Frequentemente escuto pessoas dizendo “Eu queria ser rica igual você, assim poderia viajar mais” ou “Eu queria ir para o lugar X, mas não tenho dinheiro para isso” ou “Quantos dias de férias você tem por ano?”. Eu também queria ser tão rica quanto as pessoas acham que eu sou e ter tantos dias de férias quanto elas acham que eu tenho, mas não é bem assim. Afinal, quanto custa viajar?

A resposta para essa pergunta é muito fácil. Uma viagem custa o quanto você quiser investir nela. E sim! Toda viagem é um investimento, é o que dizem por aí: viagem é a única coisa que você compra que te deixa mais rico. Mais rico em experiência, em cultura, em vivências, e por aí vai…

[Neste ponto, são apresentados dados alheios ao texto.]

use std::fmt;
use std::net::SocketAddr;
use std::sync::{Mutex, PoisonError};

use serde::{Deserialize, Serialize};

use crate::errors::{Error, Result};

/// Separator between the serial and the optional network address
const MID_ADDR_SEPARATOR: char = '|';

/// Category of a crawl module
#[derive(Debug, Clone, Copy, PartialEq, Eq, Hash, PartialOrd, Ord, Serialize, Deserialize)]
#[serde(rename_all = "lowercase")]
pub enum ModuleType {
    Downloader,
    Analyzer,
    Pipeline,
}

impl ModuleType {
    pub const ALL: [ModuleType; 3] = [Self::Downloader, Self::Analyzer, Self::Pipeline];

    /// One-letter tag used in module IDs
    pub fn letter(self) -> char {
        match self {
            Self::Downloader => 'D',
            Self::Analyzer => 'A',
            Self::Pipeline => 'P',
        }
    }

    pub fn from_letter(letter: char) -> Option<Self> {
        match letter {
            'D' => Some(Self::Downloader),
            'A' => Some(Self::Analyzer),
            'P' => Some(Self::Pipeline),
            _ => None,
        }
    }
}

impl fmt::Display for ModuleType {
    fn fmt(&self, f: &mut fmt::Formatter<'_>) -> fmt::Result {
        match self {
            Self::Downloader => write!(f, "downloader"),
            Self::Analyzer => write!(f, "analyzer"),
            Self::Pipeline => write!(f, "pipeline"),
        }
    }
}

/// Module ID: `<letter><serial>` optionally followed by `|<ip:port>`,
/// e.g. `D1` or `A7|127.0.0.1:8080`.
#[derive(Debug, Clone, PartialEq, Eq, Hash, PartialOrd, Ord, Serialize, Deserialize)]
#[serde(transparent)]
pub struct Mid(String);

impl Mid {
    /// Build a well-formed ID
    pub fn new(module_type: ModuleType, sn: u64, addr: Option<SocketAddr>) -> Self {
        match addr {
            Some(addr) => Self(format!(
                "{}{}{}{}",
                module_type.letter(),
                sn,
                MID_ADDR_SEPARATOR,
                addr
            )),
            None => Self(format!("{}{}", module_type.letter(), sn)),
        }
    }

    pub fn as_str(&self) -> &str {
        &self.0
    }

    /// Decode the category, serial and address encoded in this ID
    pub fn split(&self) -> Result<(ModuleType, u64, Option<SocketAddr>)> {
        let raw = self.0.as_str();
        let mut chars = raw.chars();
        let letter = chars
            .next()
            .ok_or_else(|| Error::illegal_parameter("empty module ID"))?;
        let module_type = ModuleType::from_letter(letter).ok_or_else(|| {
            Error::illegal_parameter(format!("illegal module type letter: {}", letter))
        })?;

        let rest = chars.as_str();
        let (sn_part, addr_part) = match rest.split_once(MID_ADDR_SEPARATOR) {
            Some((sn, addr)) => (sn, Some(addr)),
            None => (rest, None),
        };

        let sn = sn_part.parse::<u64>().map_err(|_| {
            Error::illegal_parameter(format!("illegal module SN: {:?}", sn_part))
        })?;

        let addr = addr_part
            .map(|addr| {
                addr.parse::<SocketAddr>().map_err(|_| {
                    Error::illegal_parameter(format!("illegal module address: {:?}", addr))
                })
            })
            .transpose()?;

        Ok((module_type, sn, addr))
    }

    /// Category encoded in this ID, if it is well formed
    pub fn module_type(&self) -> Option<ModuleType> {
        self.split().ok().map(|(module_type, _, _)| module_type)
    }
}

impl From<&str> for Mid {
    fn from(raw: &str) -> Self {
        Self(raw.to_string())
    }
}

impl From<String> for Mid {
    fn from(raw: String) -> Self {
        Self(raw)
    }
}

impl fmt::Display for Mid {
    fn fmt(&self, f: &mut fmt::Formatter<'_>) -> fmt::Result {
        f.write_str(&self.0)
    }
}

/// Serial number source for module IDs.
///
/// Hands out `start..=max` and then wraps back to `start`, counting cycles.
#[derive(Debug)]
pub struct SnGenerator {
    start: u64,
    max: u64,
    state: Mutex<SnState>,
}

#[derive(Debug)]
struct SnState {
    next: u64,
    cycle_count: u64,
}

impl SnGenerator {
    /// A `max` of 0 means `u64::MAX`
    pub fn new(start: u64, max: u64) -> Self {
        let max = if max == 0 { u64::MAX } else { max };
        Self {
            start,
            max,
            state: Mutex::new(SnState {
                next: start,
                cycle_count: 0,
            }),
        }
    }

    pub fn start(&self) -> u64 {
        self.start
    }

    pub fn max(&self) -> u64 {
        self.max
    }

    pub fn next(&self) -> u64 {
        self.state.lock().unwrap_or_else(PoisonError::into_inner).next
    }

    pub fn cycle_count(&self) -> u64 {
        self.state
            .lock()
            .unwrap_or_else(PoisonError::into_inner)
            .cycle_count
    }

    /// Take a serial number and advance
    pub fn get(&self) -> u64 {
        let mut state = self.state.lock().unwrap_or_else(PoisonError::into_inner);
        let sn = state.next;
        if sn == self.max {
            state.next = self.start;
            state.cycle_count += 1;
        } else {
            state.next += 1;
        }
        sn
    }
}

Nesse post aqui eu conto como passei 1 dia em Porto de Galinhas com R$50, neste valor está o transporte de ida e volta (saindo de Recife), os passeios e o almoço. São muitos fatores envolvidos no custo de uma viagem e há muitas formas de reduzir o orçamento para caber no seu bolso, seja ele do tamanho que for. Veja algumas dicas:

 

Quanto você quer investir?

O primeiro passo é você definir isso. Assim, vai ter mais parâmetros para tomar decisões e vai ter mais tempo para se planejar. Com o valor definido, corra atrás!

Se você já tem uma graninha guardada é mais fácil, mas se não tem chegou a hora de engordar o cofrinho. Guardar pouquinho por mês, trocar aquele jantar em restaurante pela cozinha de casa, a balada de toda semana virar uma vez por mês, vender aquele video-game que está parado no seu quarto e você não joga há meses ou até fazer chocolates para vender na faculdade, no trabalho e no dia dos namorados.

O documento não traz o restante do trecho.